“Should you?” His hands stilled, then began rubbing again. “Why don’t you stay? Please. Stay the night, with me.”
Please. Her breath caught. This was indeed the absolutely perfect time for a biting comment and a curt goodbye.
It would destroy him as surely as it would destroy her.
But her dress was so far away, there on the floor just out of reach. And her room was all the way up a flight of stairs and around a corner. And it was so very relaxing to have him stroke her hair and her back, whilst she listened to the calming beat of his heart.
Maybe she was wrong about him. Or maybe she had been right, once upon a time and for many years after, only for him to grow and change when she least expected it.
If he was not the scoundrel he was before, then she would not be exacting vengeance on the same man she’d spent all these years cursing for what he’d stolen from her.
She’d be spiting herself, for no reason at all.
“I don’t know if that’s wise,” she said hesitantly. “The sand has long since run out of my hourglass, and we both know that you pride yourself on avoiding prolonged entanglements. Never twice with the same woman, isn’t that right?”
His cheeks flushed with embarrassment. “That was the old me.”

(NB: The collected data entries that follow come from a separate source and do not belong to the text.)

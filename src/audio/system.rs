//! Microphone capture feeding the spectrum thread.

use cpal::traits::{DeviceTrait, HostTrait, StreamTrait};
use std::sync::atomic::{AtomicBool, AtomicU32, Ordering};
use std::sync::{Arc, Mutex};
use std::thread;

use super::fft::{rms, spawn_fft_thread};
use super::{AudioSource, BandEnergies};
use crate::params::{Band, FFTConfig};
use crate::{Error, Result};

/// Live stream state, present once `start` succeeds
struct Running {
    /// Audio input stream (kept alive)
    _stream: cpal::Stream,

    /// Spectrum thread handle (joined on drop)
    fft_thread: Option<thread::JoinHandle<()>>,
}

/// Default input device with background spectrum analysis
pub struct MicInput {
    fft_config: FFTConfig,

    /// Latest RMS level, stored as f32 bits
    level: Arc<AtomicU32>,

    /// Shared band energies (written by the spectrum thread)
    bands: Arc<Mutex<BandEnergies>>,

    /// Clears to stop the spectrum thread
    running: Arc<AtomicBool>,

    live: Option<Running>,
}

impl MicInput {
    pub fn new(fft_config: FFTConfig) -> Result<Self> {
        fft_config.validate().map_err(Error::InvalidConfig)?;
        Ok(Self {
            fft_config,
            level: Arc::new(AtomicU32::new(0.0f32.to_bits())),
            bands: Arc::new(Mutex::new(BandEnergies::default())),
            running: Arc::new(AtomicBool::new(false)),
            live: None,
        })
    }

    fn open_stream(&mut self) -> Result<Running> {
        let host = cpal::default_host();
        let device = host
            .default_input_device()
            .ok_or_else(|| Error::DeviceUnavailable("No audio input device found".into()))?;

        let config = device
            .default_input_config()
            .map_err(|e| Error::DeviceUnavailable(format!("Failed to get input config: {e}")))?;

        log::info!(
            "Audio input: {} @ {}Hz, {} channel(s)",
            device.name().unwrap_or_else(|_| "Unknown".to_string()),
            config.sample_rate().0,
            config.channels()
        );

        let mut fft_config = self.fft_config.clone();
        fft_config.sample_rate_hz = config.sample_rate().0 as usize;
        let channels = config.channels().max(1) as usize;

        let capture = Arc::new(Mutex::new(Vec::<f32>::with_capacity(fft_config.fft_size * 2)));
        let capture_cb = Arc::clone(&capture);
        let level_cb = Arc::clone(&self.level);
        let limit = fft_config.fft_size * 4;

        let stream = device
            .build_input_stream(
                &config.into(),
                move |data: &[f32], _: &cpal::InputCallbackInfo| {
                    // Downmix to mono
                    let mono: Vec<f32> = data
                        .chunks(channels)
                        .map(|frame| frame.iter().sum::<f32>() / frame.len() as f32)
                        .collect();

                    level_cb.store(rms(&mono).to_bits(), Ordering::Relaxed);

                    if let Ok(mut buf) = capture_cb.lock() {
                        buf.extend_from_slice(&mono);
                        // Drop the oldest audio if the spectrum thread falls behind
                        if buf.len() > limit {
                            let excess = buf.len() - limit;
                            buf.drain(0..excess);
                        }
                    }
                },
                |err| log::error!("Audio input stream error: {}", err),
                None,
            )
            .map_err(|e| Error::DeviceUnavailable(format!("Failed to build input stream: {e}")))?;

        stream
            .play()
            .map_err(|e| Error::DeviceUnavailable(format!("Failed to start input stream: {e}")))?;

        self.running.store(true, Ordering::Relaxed);
        let fft_thread = spawn_fft_thread(
            fft_config,
            capture,
            Arc::clone(&self.bands),
            Arc::clone(&self.running),
        );

        Ok(Running {
            _stream: stream,
            fft_thread: Some(fft_thread),
        })
    }
}

impl AudioSource for MicInput {
    fn start(&mut self) -> Result<()> {
        if self.live.is_some() {
            return Ok(());
        }
        let running = self.open_stream()?;
        self.live = Some(running);
        Ok(())
    }

    fn is_started(&self) -> bool {
        self.live.is_some()
    }

    fn read_level(&mut self) -> f32 {
        f32::from_bits(self.level.load(Ordering::Relaxed))
    }

    fn read_band_energy(&mut self, band: Band) -> f32 {
        self.bands.lock().map(|b| b.get(band)).unwrap_or(0.0)
    }
}

impl Drop for MicInput {
    fn drop(&mut self) {
        self.running.store(false, Ordering::Relaxed);
        if let Some(handle) = self.live.as_mut().and_then(|r| r.fft_thread.take()) {
            let _ = handle.join();
        }
    }
}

“Old as in… eight days ago?”
“Gladys, you cannot possibly think…” He framed her face with his hands, his eyes bright and earnest. “Don’t tell me this week spent together didn’t mean half as much to you as it did to me.”
Tentative petals of hope, long forgotten, stirred in her belly. “I thought this was an extended seduction.”

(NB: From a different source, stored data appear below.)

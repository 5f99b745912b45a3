//! Monotonic time and the wall-clock date stamp.

use std::cell::Cell;
use std::rc::Rc;
use std::time::{Duration, Instant};

pub trait Clock {
    /// Monotonic time since the clock was created
    fn now(&self) -> Duration;

    /// Human-readable local date and time for the finished collage
    fn date_text(&self) -> String;
}

/// Real time: `Instant` for ticks, local calendar for the stamp
#[derive(Debug, Clone)]
pub struct SystemClock {
    start: Instant,
}

impl SystemClock {
    pub fn new() -> Self {
        Self {
            start: Instant::now(),
        }
    }
}

impl Default for SystemClock {
    fn default() -> Self {
        Self::new()
    }
}

impl Clock for SystemClock {
    fn now(&self) -> Duration {
        self.start.elapsed()
    }

    fn date_text(&self) -> String {
        chrono::Local::now().format("%Y/%m/%d %H:%M:%S").to_string()
    }
}

/// Hand-advanced clock. Clones share the same time, so a test can keep one
/// handle while the session owns another.
#[derive(Debug, Clone, Default)]
pub struct ManualClock {
    now: Rc<Cell<Duration>>,
}

impl ManualClock {
    pub fn new() -> Self {
        Self::default()
    }

    pub fn advance(&self, dt: Duration) {
        self.now.set(self.now.get() + dt);
    }

    pub fn set(&self, t: Duration) {
        self.now.set(t);
    }
}

impl Clock for ManualClock {
    fn now(&self) -> Duration {
        self.now.get()
    }

    fn date_text(&self) -> String {
        // Fixed stamp keeps test output stable
        "2024/01/01 00:00:00".to_string()
    }
}
//! Error types shared across the installation.

use thiserror::Error;

pub type Result<T> = std::result::Result<T, Error>;

#[derive(Debug, Error)]
pub enum Error {
    /// Audio input could not be opened or started. Never fatal: the session
    /// stays idle and the next trigger may retry.
    #[error("audio device unavailable: {0}")]
    DeviceUnavailable(String),

    #[error("invalid configuration: {0}")]
    InvalidConfig(String),

    #[error("wav input: {0}")]
    Wav(#[from] hound::Error),

    #[error("image output: {0}")]
    Image(#[from] image::ImageError),

    #[error("io: {0}")]
    Io(#[from] std::io::Error),
}

impl Error {
    /// Whether a later trigger may succeed where this one failed.
    pub fn is_retryable(&self) -> bool {
        matches!(self, Error::DeviceUnavailable(_))
    }
}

“I thought that, too… until the first moment we exchanged words, there by the folly. From then on, the more time I spent in your company, the more evident it became that my life would be the worse without you in it.”
Her lungs utterly ceased being able to breathe. That was it. Gladys was going to suffocate to death right here, naked, atop a rake.

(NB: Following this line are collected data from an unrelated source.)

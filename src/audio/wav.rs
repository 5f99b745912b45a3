//! WAV file playback as an audio source, paced by the session clock.

use std::path::Path;
use std::time::Duration;

use super::fft::{rms, SpectrumAnalyzer};
use super::{AudioSource, BandEnergies};
use crate::params::{Band, FFTConfig};
use crate::{Error, Result};

/// Samples used for one level reading (≈23 ms at 44.1 kHz)
const LEVEL_WINDOW: usize = 1024;

/// Mono file contents read through a moving cursor.
///
/// Past the end of the file the source reads as silence.
pub struct WavInput {
    samples: Vec<f32>,
    sample_rate: u32,
    position: f64,
    started: bool,
    analyzer: SpectrumAnalyzer,
    fft_size: usize,
    bands: Option<BandEnergies>,
}

impl WavInput {
    /// Load and downmix a WAV file
    pub fn open(path: impl AsRef<Path>, fft_config: FFTConfig) -> Result<Self> {
        let mut reader = hound::WavReader::open(path.as_ref())?;
        let spec = reader.spec();
        let channels = spec.channels.max(1) as usize;

        let interleaved: Vec<f32> = match spec.sample_format {
            hound::SampleFormat::Float => reader
                .samples::<f32>()
                .collect::<std::result::Result<_, _>>()?,
            hound::SampleFormat::Int => {
                let scale = 1.0 / (1i64 << (spec.bits_per_sample.max(1) - 1)) as f32;
                reader
                    .samples::<i32>()
                    .map(|s| s.map(|v| v as f32 * scale))
                    .collect::<std::result::Result<_, _>>()?
            }
        };

        let mono = interleaved
            .chunks(channels)
            .map(|frame| frame.iter().sum::<f32>() / frame.len() as f32)
            .collect::<Vec<_>>();

        log::info!(
            "Audio file: {} ({:.1}s @ {}Hz, {} channel(s))",
            path.as_ref().display(),
            mono.len() as f32 / spec.sample_rate.max(1) as f32,
            spec.sample_rate,
            channels
        );

        Self::from_samples(mono, spec.sample_rate, fft_config)
    }

    /// Wrap already decoded mono samples
    pub fn from_samples(
        samples: Vec<f32>,
        sample_rate: u32,
        mut fft_config: FFTConfig,
    ) -> Result<Self> {
        if sample_rate == 0 {
            return Err(Error::InvalidConfig("WAV sample rate is zero".into()));
        }
        fft_config.sample_rate_hz = sample_rate as usize;
        fft_config.validate().map_err(Error::InvalidConfig)?;
        let fft_size = fft_config.fft_size;
        Ok(Self {
            samples,
            sample_rate,
            position: 0.0,
            started: false,
            analyzer: SpectrumAnalyzer::new(fft_config),
            fft_size,
            bands: None,
        })
    }

    /// Seconds of audio consumed so far
    pub fn elapsed_secs(&self) -> f64 {
        self.position / self.sample_rate as f64
    }

    pub fn is_exhausted(&self) -> bool {
        self.cursor() >= self.samples.len()
    }

    fn cursor(&self) -> usize {
        self.position as usize
    }

    /// Samples ending at the cursor, at most `len` long
    fn window(&self, len: usize) -> &[f32] {
        let end = self.cursor();
        if end >= self.samples.len() {
            return &[];
        }
        &self.samples[end.saturating_sub(len)..end]
    }
}

impl AudioSource for WavInput {
    fn start(&mut self) -> Result<()> {
        if !self.started {
            self.started = true;
            self.analyzer.reset();
            log::debug!("WAV source started at {:.2}s", self.elapsed_secs());
        }
        Ok(())
    }

    fn is_started(&self) -> bool {
        self.started
    }

    fn read_level(&mut self) -> f32 {
        rms(self.window(LEVEL_WINDOW))
    }

    fn read_band_energy(&mut self, band: Band) -> f32 {
        if self.bands.is_none() {
            let window = self.window(self.fft_size).to_vec();
            self.bands = Some(self.analyzer.analyze(&window));
        }
        self.bands.map(|b| b.get(band)).unwrap_or(0.0)
    }

    fn advance(&mut self, dt: Duration) {
        if !self.started {
            return;
        }
        self.position += dt.as_secs_f64() * self.sample_rate as f64;
        self.bands = None;
    }
}
//! Software raster surface backed by an RGBA image, for PNG export.

use glam::Vec2;
use image::imageops::{self, FilterType};
use image::{Rgba, RgbaImage};
use std::collections::HashMap;
use std::path::{Path, PathBuf};

use super::{RenderSurface, Rgb, StrokeStyle, TextStyle};
use crate::Result;

pub struct ImageSurface {
    canvas: RgbaImage,
    assets_dir: Option<PathBuf>,
    /// Decoded assets by key; `None` marks a key that failed to load
    assets: HashMap<String, Option<RgbaImage>>,
    captions: Vec<String>,
}

impl ImageSurface {
    pub fn new(width: u32, height: u32, assets_dir: Option<PathBuf>) -> Self {
        Self {
            canvas: RgbaImage::from_pixel(width, height, Rgba([0, 0, 0, 255])),
            assets_dir,
            assets: HashMap::new(),
            captions: Vec::new(),
        }
    }

    /// Fill with opaque black and forget captions
    pub fn clear(&mut self) {
        for px in self.canvas.pixels_mut() {
            *px = Rgba([0, 0, 0, 255]);
        }
        self.captions.clear();
    }

    pub fn image(&self) -> &RgbaImage {
        &self.canvas
    }

    /// Text drawn since the last clear. Glyphs are not rasterised.
    pub fn captions(&self) -> &[String] {
        &self.captions
    }

    pub fn save_png(&self, path: impl AsRef<Path>) -> Result<()> {
        let path = path.as_ref();
        if let Some(parent) = path.parent() {
            std::fs::create_dir_all(parent)?;
        }
        self.canvas.save(path)?;
        log::info!("saved {}", path.display());
        Ok(())
    }

    fn blend(&mut self, x: i32, y: i32, color: [u8; 3], alpha: f32) {
        if x < 0 || y < 0 || x >= self.canvas.width() as i32 || y >= self.canvas.height() as i32 {
            return;
        }
        let px = self.canvas.get_pixel_mut(x as u32, y as u32);
        for (dst, src) in px.0.iter_mut().zip(color) {
            *dst = (*dst as f32 * (1.0 - alpha) + src as f32 * alpha).round() as u8;
        }
        px.0[3] = 255;
    }

    /// DDA line stamped with a square brush of the stroke width
    fn line(&mut self, a: Vec2, b: Vec2, color: [u8; 3], alpha: f32, width: f32) {
        let steps = (b - a).abs().max_element().ceil().max(1.0) as usize;
        let radius = ((width - 1.0) * 0.5).round().max(0.0) as i32;
        for i in 0..=steps {
            let p = a.lerp(b, i as f32 / steps as f32);
            let (cx, cy) = (p.x.round() as i32, p.y.round() as i32);
            for dy in -radius..=radius {
                for dx in -radius..=radius {
                    self.blend(cx + dx, cy + dy, color, alpha);
                }
            }
        }
    }

    fn asset(&mut self, key: &str) -> Option<&RgbaImage> {
        if !self.assets.contains_key(key) {
            let loaded = self.assets_dir.as_ref().and_then(|dir| {
                let path = dir.join(format!("{key}.png"));
                match image::open(&path) {
                    Ok(img) => Some(img.to_rgba8()),
                    Err(e) => {
                        log::warn!("asset {} unavailable: {}", path.display(), e);
                        None
                    }
                }
            });
            self.assets.insert(key.to_string(), loaded);
        }
        self.assets.get(key).and_then(Option::as_ref)
    }
}

fn to_bytes(color: Rgb) -> [u8; 3] {
    color.map(|c| (c.clamp(0.0, 1.0) * 255.0).round() as u8)
}

impl RenderSurface for ImageSurface {
    fn draw_polyline(&mut self, points: &[Vec2], stroke: &StrokeStyle) {
        if points.len() < 2 {
            return;
        }
        let color = to_bytes(stroke.color);
        let alpha = stroke.alpha.clamp(0.0, 1.0);
        // A two-point polyline is a single segment, not a there-and-back
        let segments = if points.len() > 2 { points.len() } else { 1 };
        for i in 0..segments {
            let next = points[(i + 1) % points.len()];
            self.line(points[i], next, color, alpha, stroke.width);
        }
    }

    fn draw_text(&mut self, text: &str, position: Vec2, _style: &TextStyle) {
        log::debug!("text at ({:.0}, {:.0}): {}", position.x, position.y, text);
        self.captions.push(text.to_string());
    }

    fn draw_image(&mut self, key: &str, position: Vec2, size: Vec2) {
        let (w, h) = (size.x.round().max(1.0) as u32, size.y.round().max(1.0) as u32);
        let Some(asset) = self.asset(key) else {
            return;
        };
        let scaled = imageops::resize(asset, w, h, FilterType::Triangle);
        imageops::overlay(
            &mut self.canvas,
            &scaled,
            position.x.round() as i64,
            position.y.round() as i64,
        );
    }
}

#[cfg(test)]
mod tests {
    use super::*;

    fn lit(surface: &ImageSurface) -> usize {
        surface
            .image()
            .pixels()
            .filter(|p| p.0[..3] != [0, 0, 0])
            .count()
    }

    #[test]
    fn test_new_surface_is_black() {
        let surface = ImageSurface::new(8, 8, None);
        assert_eq!(lit(&surface), 0);
        assert!(surface.image().pixels().all(|p| p.0[3] == 255));
    }

    #[test]
    fn test_polyline_marks_pixels() {
        let mut surface = ImageSurface::new(32, 32, None);
        let square = [
            Vec2::new(4.0, 4.0),
            Vec2::new(20.0, 4.0),
            Vec2::new(20.0, 20.0),
            Vec2::new(4.0, 20.0),
        ];
        let stroke = StrokeStyle {
            color: [1.0, 1.0, 1.0],
            alpha: 1.0,
            width: 1.0,
        };
        surface.draw_polyline(&square, &stroke);
        assert_eq!(surface.image().get_pixel(12, 4).0, [255, 255, 255, 255]);
        // Closing edge back to the first point
        assert_eq!(surface.image().get_pixel(4, 12).0, [255, 255, 255, 255]);
        assert_eq!(surface.image().get_pixel(12, 12).0, [0, 0, 0, 255]);

        surface.clear();
        assert_eq!(lit(&surface), 0);
    }

    #[test]
    fn test_half_alpha_blends_over_black() {
        let mut surface = ImageSurface::new(8, 8, None);
        let stroke = StrokeStyle {
            color: [1.0, 0.0, 0.0],
            alpha: 0.5,
            width: 1.0,
        };
        surface.draw_polyline(&[Vec2::new(1.0, 1.0), Vec2::new(6.0, 1.0)], &stroke);
        assert_eq!(surface.image().get_pixel(3, 1).0, [128, 0, 0, 255]);
    }

    #[test]
    fn test_offscreen_points_are_clipped() {
        let mut surface = ImageSurface::new(8, 8, None);
        let stroke = StrokeStyle {
            color: [1.0, 1.0, 1.0],
            alpha: 1.0,
            width: 3.0,
        };
        surface.draw_polyline(&[Vec2::new(-50.0, -50.0), Vec2::new(-10.0, 100.0)], &stroke);
        assert_eq!(lit(&surface), 0);
    }

    #[test]
    fn test_missing_asset_is_skipped() {
        let mut surface = ImageSurface::new(8, 8, Some(PathBuf::from("/nonexistent/assets")));
        surface.draw_image("start", Vec2::ZERO, Vec2::new(4.0, 4.0));
        assert_eq!(lit(&surface), 0);
    }

    #[test]
    fn test_asset_is_drawn_and_png_saved() {
        let dir = std::env::temp_dir().join(format!("sonorose-raster-{}", std::process::id()));
        std::fs::create_dir_all(&dir).unwrap();
        RgbaImage::from_pixel(2, 2, Rgba([0, 255, 0, 255]))
            .save(dir.join("start.png"))
            .unwrap();

        let mut surface = ImageSurface::new(8, 8, Some(dir.clone()));
        surface.draw_image("start", Vec2::new(2.0, 2.0), Vec2::new(4.0, 4.0));
        let inside = surface.image().get_pixel(3, 3).0;
        assert!(inside[1] > 200 && inside[0] < 50);
        assert_eq!(surface.image().get_pixel(0, 0).0, [0, 0, 0, 255]);

        let out = dir.join("out").join("frame.png");
        surface.save_png(&out).unwrap();
        let reloaded = image::open(&out).unwrap().to_rgba8();
        assert_eq!(reloaded.dimensions(), (8, 8));

        std::fs::remove_dir_all(&dir).unwrap();
    }
}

“I don’t want you for one night,” he continued, his intense gaze unwavering. “I want you every night. And every day. And every moment in between.”
Suffocating and perished. Gladys was now extinct. The despicable, untrappable, coldhearted Reuben Medford was proposing marriage to a ghost. Her spirit had left her body.
He gave an abashed, lopsided smile. “Sorry if I’m doing this wrong. As you’ve pointed out, I haven’t done this before.”
“You’re doing splendidly,” she whispered. “I haven’t done this before, either.”
A frown wrinkled his brow, and he lowered his hands from her face. “I thought you said…”
The butterflies in her stomach turned into shards of glass, whipping against every corner with the force of a tempest. “You thought I said… what, exactly?”
“Didn’t you tell me you’d spent the past several years as a courtesan? I presumed you’d meant you’d had several protectors over that time, but I guess they could’ve all been single encounters. What I’m trying to say, is that I cannot think of anyone else I’d rather have for my first mistress. You—”
Every muscle stiff with hurt and humiliation, Gladys picked herself up from Reuben’s bare chest, dropped to the floor, and scooped up her fallen shift and gown.
Reuben blinked at her. “What are you doing?”
She pulled her shift on over her head, then did the same to her gown. It was awkward to tie the cord closed all by herself from this angle, but not as awkward as extricating herself posthaste from this horrible conversation.
“Is it the money? We haven’t discussed a fee.” He propped himself up on his elbows. “I’m rich, Gladys. You can name your price.”
She considered kicking his shirt and coat into the fire. With regret, she settled on retrieving her fallen hourglass instead.
Reuben shot upright, alarm writ large all over his face. “You’re not going, are you?”
Going and gone. Never to darken his door again.
She crossed the room in a handful of strides, her footfalls surprisingly steady despite the shaking of her legs and the nausea roiling in her stomach.
“Gladys, wait!” He leapt up from the sofa to sprint after her.